Police departments are well aware of it, but much of the onus is on stores themselves to be their own first line of defense. “I think there’s a greater emphasis on video surveillance and training store staff better to recognize it,” said Hoovler. “The other problem is a lot of the loss prevention, they don’t want their staff to do anything. They see it happen, but they’re told just to let it go, and then report if after it happens, do nothing while it’s happening,” he said. “And then we’re stuck going back over the video, trying to get a license plate.”
For their part, stores are in somewhat of a precarious position regarding what the law allows them to do — not to mention what a store clerk is willing to do. “I’m not a legal expert, but my review of existing laws in the U.S. suggests that stores can attempt to detain suspected shoplifters for a reasonable, brief period but do not have the authority to pursue suspects outside the store or to use force in stopping suspected shoplifters,” said Andrews.
Woodbury Common, particularly, has become its own mini surveillance state. “There’s a camera every two feet, so that’s a positive,” said Hoovler. “The ability to solve the cases really relies on how much video evidence there is.
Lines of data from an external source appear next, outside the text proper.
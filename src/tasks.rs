use crate::channel::Channel;
use crate::consts::{CALLER_ID_COMMAND, HANG_UP_COMMAND, VOICE_MODE_COMMAND};
use crate::error::AppError;
use crate::monitor::{LineMonitor, MonitorSettings};
use crate::types::{Call, LineIdentity, MonitorEvent};

use std::collections::HashMap;
use std::sync::{Arc, Mutex, PoisonError};
use std::time::Duration;
use tokio::sync::{broadcast, mpsc};
use tokio::time::{sleep_until, Instant};
use tracing::{debug, error, info, trace, warn};

async fn send_command<C: Channel>(channel: &mut C, command: &str) -> Result<(), AppError> {
    channel.write(command).await.map_err(|e| {
        error!(command=?command, error=%e, "failed to write modem command");
        e
    })?;
    channel.drain().await.map_err(|e| {
        error!(command=?command, error=%e, "failed to drain modem command");
        e
    })
}

/// Put the modem into voice mode with Caller-ID reporting, start listening,
/// and hang up. Returns the inbound data stream.
pub async fn initialize<C: Channel>(channel: &mut C) -> Result<mpsc::Receiver<Vec<u8>>, AppError> {
    send_command(channel, VOICE_MODE_COMMAND).await?;
    send_command(channel, CALLER_ID_COMMAND).await?;
    let inbound = channel.subscribe()?;
    send_command(channel, HANG_UP_COMMAND).await?;
    Ok(inbound)
}

fn publish(events: &broadcast::Sender<MonitorEvent>, event: MonitorEvent) {
    trace!(line=%event.line(), event=%event.name(), "publishing event");
    // no subscribers is not an error
    let _ = events.send(event);
}

/// Task that owns one line: initializes the modem, then feeds inbound chunks
/// and silence checks to the line's monitor until the inbound stream ends.
pub async fn run_line<C: Channel>(
    mut channel: C,
    identity: LineIdentity,
    settings: MonitorSettings,
    events: broadcast::Sender<MonitorEvent>,
) -> Result<(), AppError> {
    let mut inbound = initialize(&mut channel).await?;
    info!(line=%identity.line, description=%identity.description, "line initialized");
    publish(&events, MonitorEvent::Init(identity.clone()));

    let mut monitor = LineMonitor::new(identity, settings);
    loop {
        let deadline = monitor.check_deadline();
        tokio::select! {
            chunk = inbound.recv() => match chunk {
                Some(chunk) => {
                    trace!(line=%monitor.identity().line, chunk=?String::from_utf8_lossy(&chunk), "inbound chunk");
                    for event in monitor.handle_chunk(&chunk, Instant::now()) {
                        publish(&events, event);
                    }
                }
                None => {
                    info!(line=%monitor.identity().line, "inbound stream closed");
                    for event in monitor.finish() {
                        publish(&events, event);
                    }
                    break Ok(());
                }
            },
            _ = sleep_until(deadline.unwrap_or_else(Instant::now)), if deadline.is_some() => {
                for event in monitor.handle_check_expiry(Instant::now()) {
                    publish(&events, event);
                }
            }
        }
    }
}

/// Task that keeps the map of ongoing calls per line in sync with the event bus.
pub async fn track_calls(
    mut events: broadcast::Receiver<MonitorEvent>,
    calls: Arc<Mutex<HashMap<String, Call>>>,
) {
    loop {
        match events.recv().await {
            Ok(event) => {
                let mut calls = calls.lock().unwrap_or_else(PoisonError::into_inner);
                match event {
                    MonitorEvent::RingingStart(call) | MonitorEvent::Ringing(call) => {
                        calls.insert(call.line.clone(), call);
                    }
                    MonitorEvent::RingingEnd(call) => {
                        calls.remove(&call.line);
                    }
                    MonitorEvent::Init(_) => (),
                }
            }
            Err(broadcast::error::RecvError::Lagged(skipped)) => {
                // a missed ringing.end would leave its call behind forever;
                // live calls come back with their next ringing event
                warn!(skipped, "call tracker lagging behind event bus; clearing ongoing calls");
                calls.lock().unwrap_or_else(PoisonError::into_inner).clear();
            }
            Err(broadcast::error::RecvError::Closed) => {
                debug!("event bus closed; call tracker stopping");
                break;
            }
        }
    }
}

pub fn webhook_client(timeout: Duration) -> Result<reqwest::Client, AppError> {
    Ok(reqwest::Client::builder().timeout(timeout).build()?)
}

/// Task that POSTs every event to a webhook. Delivery failures are logged and
/// the event is dropped.
pub async fn forward_events(
    mut events: broadcast::Receiver<MonitorEvent>,
    http_client: reqwest::Client,
    url: String,
) {
    loop {
        match events.recv().await {
            Ok(event) => {
                if let Err(e) = post_event(&http_client, &url, &event).await {
                    warn!(error=%e, event=%event.name(), line=%event.line(), "failed to deliver event to webhook");
                }
            }
            Err(broadcast::error::RecvError::Lagged(skipped)) => {
                warn!(skipped, "webhook forwarder lagging behind event bus");
            }
            Err(broadcast::error::RecvError::Closed) => {
                debug!("event bus closed; webhook forwarder stopping");
                break;
            }
        }
    }
}

async fn post_event(
    http_client: &reqwest::Client,
    url: &str,
    event: &MonitorEvent,
) -> Result<(), AppError> {
    let resp = http_client
        .post(url)
        .json(event)
        .send()
        .await?
        .error_for_status()?;
    debug!(status=%resp.status(), event=%event.name(), "webhook accepted event");
    Ok(())
}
There’s been a focus, particularly the parking lots and the walkways of ingress and egress leading to and from the stores.”
The spike in organized retail theft, which is making headlines in and near cities, hasn’t made its way to Pike County, Pennsylvania, said Pike County District Attorney Ray Tonkin. Unlike in Manhattan or Philadelphia, he said, “we have remained steady on prosecuting offenders of retail theft, and did not announce any policy that such offenders would not be prosecuted, which may in fact be the cause of the now increase in such crimes,” said Tonkin. His reference is to signaling by the district attorneys of Philadelphia and Manhattan since the pandemic that they would no longer lock people up for low-level crimes.
From makeup to food
Recently Kristin, whose job involves walking the floor as a “secret shopper,” has noticed a shift in what people are stealing. “There’s always going to be people who steal, like, makeup and hair stuff and vitamins and pregnancy tests and everything,” said Kristin. “But now, we keep an eye on everything. If somebody has a lot of food, we check to see.”
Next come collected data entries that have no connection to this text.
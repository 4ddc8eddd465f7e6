use crate::channel::Channel;
use crate::consts::INBOUND_CHANNEL_CAPACITY;
use crate::error::AppError;

use async_trait::async_trait;
use serde::{Deserialize, Serialize};
use serialport::{SerialPort, SerialPortInfo, SerialPortType};
use std::io::{self, Read, Write};
use std::thread;
use std::time::Duration;
use tokio::sync::mpsc;
use tracing::{debug, error, trace};

const READ_TIMEOUT: Duration = Duration::from_millis(250);
const READ_BUF_SZ: usize = 1_024;

#[derive(Debug, Clone, PartialEq, Eq, Serialize, Deserialize)]
pub struct PortInfo {
    pub name: String,
    /// usb, pci, bluetooth or unknown
    pub kind: String,
    pub vid: Option<u16>,
    pub pid: Option<u16>,
    pub manufacturer: Option<String>,
    pub product: Option<String>,
    pub serial_number: Option<String>,
}

impl From<SerialPortInfo> for PortInfo {
    fn from(info: SerialPortInfo) -> Self {
        let mut port = PortInfo {
            name: info.port_name,
            kind: "unknown".to_string(),
            vid: None,
            pid: None,
            manufacturer: None,
            product: None,
            serial_number: None,
        };
        match info.port_type {
            SerialPortType::UsbPort(usb) => {
                port.kind = "usb".to_string();
                port.vid = Some(usb.vid);
                port.pid = Some(usb.pid);
                port.manufacturer = usb.manufacturer;
                port.product = usb.product;
                port.serial_number = usb.serial_number;
            }
            SerialPortType::PciPort => port.kind = "pci".to_string(),
            SerialPortType::BluetoothPort => port.kind = "bluetooth".to_string(),
            SerialPortType::Unknown => (),
        }
        port
    }
}

/// Every serial port the OS reports, whether or not a modem is attached.
pub fn list_ports() -> Result<Vec<PortInfo>, AppError> {
    let ports = serialport::available_ports().map_err(|e| {
        error!(error=%e, "failed to enumerate serial ports");
        AppError::Serial(e)
    })?;
    Ok(ports.into_iter().map(PortInfo::from).collect())
}

/// A modem attached to a local serial port.
pub struct SerialChannel {
    port_name: String,
    port: Box<dyn SerialPort>,
    subscribed: bool,
}

impl SerialChannel {
    pub fn open(port_name: &str, baud_rate: u32) -> Result<Self, AppError> {
        let port = serialport::new(port_name, baud_rate)
            .timeout(READ_TIMEOUT)
            .open()
            .map_err(|e| {
                error!(port=%port_name, error=%e, "failed to open serial port");
                AppError::Serial(e)
            })?;
        debug!(port=%port_name, baud_rate, "opened serial port");
        Ok(Self {
            port_name: port_name.to_string(),
            port,
            subscribed: false,
        })
    }

    pub fn port_name(&self) -> &str {
        &self.port_name
    }
}

/// Run a blocking operation on a port handle off the runtime.
async fn run_blocking<F>(port_name: &str, mut port: Box<dyn SerialPort>, op: F) -> Result<(), AppError>
where
    F: FnOnce(&mut dyn SerialPort) -> io::Result<()> + Send + 'static,
{
    tokio::task::spawn_blocking(move || op(port.as_mut()))
        .await
        .map_err(|e| {
            error!(error=%e, "serial port task failed");
            AppError::ChannelClosed("serial port task")
        })?
        .map_err(|e| {
            error!(port=%port_name, error=%e, "serial port i/o failed");
            AppError::Io(e)
        })
}

#[async_trait]
impl Channel for SerialChannel {
    async fn write(&mut self, command: &str) -> Result<(), AppError> {
        trace!(port=%self.port_name, command=?command, "writing command");
        let bytes = command.as_bytes().to_vec();
        let port = self.port.try_clone()?;
        run_blocking(&self.port_name, port, move |port| port.write_all(&bytes)).await
    }

    async fn drain(&mut self) -> Result<(), AppError> {
        let port = self.port.try_clone()?;
        // flush waits for the output queue to be transmitted
        run_blocking(&self.port_name, port, |port| port.flush()).await
    }

    fn subscribe(&mut self) -> Result<mpsc::Receiver<Vec<u8>>, AppError> {
        if self.subscribed {
            return Err(AppError::AlreadySubscribed);
        }
        let port = self.port.try_clone()?;
        let (inbound_sink, inbound) = mpsc::channel(INBOUND_CHANNEL_CAPACITY);
        let port_name = self.port_name.clone();
        thread::Builder::new()
            .name(format!("serial-reader {}", self.port_name))
            .spawn(move || read_port(port_name, port, inbound_sink))?;
        self.subscribed = true;
        Ok(inbound)
    }
}

/// Reader loop; forwards each read as one chunk until the receiver goes away
/// or the port fails.
fn read_port<R: Read>(port_name: String, mut port: R, sink: mpsc::Sender<Vec<u8>>) {
    let mut buf = [0u8; READ_BUF_SZ];
    loop {
        let idle = match port.read(&mut buf) {
            Ok(0) => true,
            Ok(n) => {
                if sink.blocking_send(buf[..n].to_vec()).is_err() {
                    debug!(port=%port_name, "inbound receiver dropped; stopping reader");
                    break;
                }
                false
            }
            Err(e) if e.kind() == io::ErrorKind::TimedOut => true,
            Err(e) if e.kind() == io::ErrorKind::Interrupted => false,
            Err(e) => {
                error!(port=%port_name, error=%e, "failed to read from serial port");
                break;
            }
        };
        if idle && sink.is_closed() {
            debug!(port=%port_name, "inbound receiver dropped; stopping reader");
            break;
        }
    }
}

#[cfg(test)]
mod tests {
    use super::*;

    #[test]
    fn pci_port_info() {
        let info = PortInfo::from(SerialPortInfo {
            port_name: "/dev/ttyS0".to_string(),
            port_type: SerialPortType::PciPort,
        });
        assert_eq!(info.name, "/dev/ttyS0");
        assert_eq!(info.kind, "pci");
        assert_eq!(info.vid, None);
        assert_eq!(info.manufacturer, None);
    }

    #[test]
    fn unknown_port_info_serializes() {
        let info = PortInfo::from(SerialPortInfo {
            port_name: "/dev/ttyACM0".to_string(),
            port_type: SerialPortType::Unknown,
        });
        let json = serde_json::to_value(&info).unwrap();
        assert_eq!(json["name"], "/dev/ttyACM0");
        assert_eq!(json["kind"], "unknown");
        assert!(json["product"].is_null());
    }

    #[test]
    fn opening_missing_port_fails() {
        let res = SerialChannel::open("/dev/this-port-does-not-exist", 9_600);
        assert!(matches!(res, Err(AppError::Serial(_))));
    }

    #[test]
    fn reader_stops_on_empty_reads_once_receiver_is_gone() {
        let (sink, inbound) = mpsc::channel(1);
        drop(inbound);
        // io::empty() returns Ok(0) forever
        read_port("test".to_string(), io::empty(), sink);
    }

    #[test]
    fn reader_forwards_chunks() {
        let (sink, mut inbound) = mpsc::channel(1);
        let reader = thread::spawn(move || read_port("test".to_string(), &b"\x10R"[..], sink));

        assert_eq!(inbound.blocking_recv(), Some(b"\x10R".to_vec()));
        drop(inbound);
        reader.join().unwrap();
    }
}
Once an offender has walked off with $100 worth of cumulative product, she turns over their file to the police. The company is simply looking to recoup the amount of the stolen goods, said Kristin, who previously worked as a grocery store manager. But because defendants often don’t show up to court, a shoplifting charge can snowball into an arrest warrant and a serious blemish on a person’s record.
In the past nine months, she’s dealt with just one organized retail theft case. In that case, totaling about $3,500 lost over 20 transactions, Kristin ended up stopping the suspect herself as the woman was walking out with $356 worth of stolen merchandise. It was her hairiest encounter to date, although the woman’s threats — asking what time Kristin got off work, where she lived — never came to anything.
“Most of my cases are people who just don’t want to pay for all of the extra food,” she said. “Food’s expensive right now.”